**INSTRUCTIONS TO FOLLOW**
An exact transcript of all the records is required, with nothing left out.

Top of DATA SUPPLIED

//! Outbound email abstraction.
//!
//! Handlers build an `EmailMessage` and hand it to the configured
//! `EmailSender`. Delivery failures are logged by the caller and never fail
//! the request that triggered them. The default sender for local dev is
//! `LogEmailSender`, which logs the recipient and template and returns `Ok(())`.

use anyhow::Result;
use tracing::info;

pub const TEMPLATE_PASSWORD_RESET: &str = "password-reset";
pub const TEMPLATE_ACCOUNT_ACTIVATION: &str = "account-activation";

#[derive(Clone, Debug)]
pub struct EmailMessage {
    pub to_email: String,
    pub template: String,
    /// Template variables; may carry single-use links, so it is never logged.
    pub payload_json: String,
}

/// Email delivery abstraction.
pub trait EmailSender: Send + Sync {
    /// Deliver a message or return an error.
    fn send(&self, message: &EmailMessage) -> Result<()>;
}

/// Local dev sender that logs the envelope instead of sending real email.
#[derive(Clone, Debug)]
pub struct LogEmailSender;

impl EmailSender for LogEmailSender {
    fn send(&self, message: &EmailMessage) -> Result<()> {
        info!(
            to_email = %message.to_email,
            template = %message.template,
            "email send stub"
        );
        Ok(())
    }
}
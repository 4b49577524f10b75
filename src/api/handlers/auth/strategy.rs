//! Decoding of the `Authorization` header into a closed set of strategies.

use axum::http::{HeaderMap, header::AUTHORIZATION};
use base64ct::{Base64, Encoding};

use super::{credentials::Credentials, error::AuthError};

/// Credential material presented by a request, decoded once.
#[derive(Debug)]
pub enum AuthStrategy {
    Basic(Credentials),
    Bearer(String),
    /// Any other scheme; carries the scheme name for logging.
    Unsupported(String),
}

impl AuthStrategy {
    /// Decode the request's `Authorization` header.
    ///
    /// # Errors
    /// `AuthenticationRequired` when the header is absent or empty,
    /// `BadCredentialsFormat` when a Basic payload does not decode to `email:password`.
    pub fn from_headers(headers: &HeaderMap) -> Result<Self, AuthError> {
        let value = headers
            .get(AUTHORIZATION)
            .ok_or(AuthError::AuthenticationRequired)?
            .to_str()
            .map_err(|_| AuthError::BadCredentialsFormat)?
            .trim();
        if value.is_empty() {
            return Err(AuthError::AuthenticationRequired);
        }

        let (scheme, rest) = value.split_once(' ').unwrap_or((value, ""));
        let rest = rest.trim();

        if scheme.eq_ignore_ascii_case("basic") {
            return decode_basic(rest).map(Self::Basic);
        }
        if scheme.eq_ignore_ascii_case("bearer") {
            return Ok(Self::Bearer(rest.to_string()));
        }
        Ok(Self::Unsupported(scheme.to_string()))
    }
}

fn decode_basic(encoded: &str) -> Result<Credentials, AuthError> {
    let bytes = Base64::decode_vec(encoded).map_err(|_| AuthError::BadCredentialsFormat)?;
    let decoded = String::from_utf8(bytes).map_err(|_| AuthError::BadCredentialsFormat)?;
    let (email, password) = decoded
        .split_once(':')
        .ok_or(AuthError::BadCredentialsFormat)?;
    Ok(Credentials {
        email: email.to_string(),
        password: password.to_string(),
    })
}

Bottom of DATA SUPPLIED

**ANSWER SPACE**
//! Outbound email abstraction.
//!
//! Handlers build an `EmailMessage` and hand it to the configured
//! `EmailSender`. Delivery failures are logged by the caller and never fail
//! the request that triggered them. The default sender for local dev is
//! `LogEmailSender`, which logs the recipient and template and returns `Ok(())`.

use anyhow::Result;
use tracing::info;

pub const TEMPLATE_PASSWORD_RESET: &str = "password-reset";
pub const TEMPLATE_ACCOUNT_ACTIVATION: &str = "account-activation";

#[derive(Clone, Debug)]
pub struct EmailMessage {
    pub to_email: String,
    pub template: String,
    /// Template variables; may carry single-use links, so it is never logged.
    pub payload_json: String,
}

/// Email delivery abstraction.
pub trait EmailSender: Send + Sync {
    /// Deliver a message or return an error.
    fn send(&self, message: &EmailMessage) -> Result<()>;
}

/// Local dev sender that logs the envelope instead of sending real email.
#[derive(Clone, Debug)]
pub struct LogEmailSender;

impl EmailSender for LogEmailSender {
    fn send(&self, message: &EmailMessage) -> Result<()> {
        info!(
            to_email = %message.to_email,
            template = %message.template,
            "email send stub"
        );
        Ok(())
    }
}
repository 4b49577524f10b75
filename src/api/handlers/auth/strategy.rs
//! Decoding of the `Authorization` header into a closed set of strategies.

use axum::http::{HeaderMap, header::AUTHORIZATION};
use base64ct::{Base64, Encoding};

use super::{credentials::Credentials, error::AuthError};

/// Credential material presented by a request, decoded once.
#[derive(Debug)]
pub enum AuthStrategy {
    Basic(Credentials),
    Bearer(String),
    /// Any other scheme; carries the scheme name for logging.
    Unsupported(String),
}

impl AuthStrategy {
    /// Decode the request's `Authorization` header.
    ///
    /// # Errors
    /// `AuthenticationRequired` when the header is absent or empty,
    /// `BadCredentialsFormat` when a Basic payload does not decode to `email:password`.
    pub fn from_headers(headers: &HeaderMap) -> Result<Self, AuthError> {
        let value = headers
            .get(AUTHORIZATION)
            .ok_or(AuthError::AuthenticationRequired)?
            .to_str()
            .map_err(|_| AuthError::BadCredentialsFormat)?
            .trim();
        if value.is_empty() {
            return Err(AuthError::AuthenticationRequired);
        }

        let (scheme, rest) = value.split_once(' ').unwrap_or((value, ""));
        let rest = rest.trim();

        if scheme.eq_ignore_ascii_case("basic") {
            return decode_basic(rest).map(Self::Basic);
        }
        if scheme.eq_ignore_ascii_case("bearer") {
            return Ok(Self::Bearer(rest.to_string()));
        }
        Ok(Self::Unsupported(scheme.to_string()))
    }
}

fn decode_basic(encoded: &str) -> Result<Credentials, AuthError> {
    let bytes = Base64::decode_vec(encoded).map_err(|_| AuthError::BadCredentialsFormat)?;
    let decoded = String::from_utf8(bytes).map_err(|_| AuthError::BadCredentialsFormat)?;
    let (email, password) = decoded
        .split_once(':')
        .ok_or(AuthError::BadCredentialsFormat)?;
    Ok(Credentials {
        email: email.to_string(),
        password: password.to_string(),
    })
}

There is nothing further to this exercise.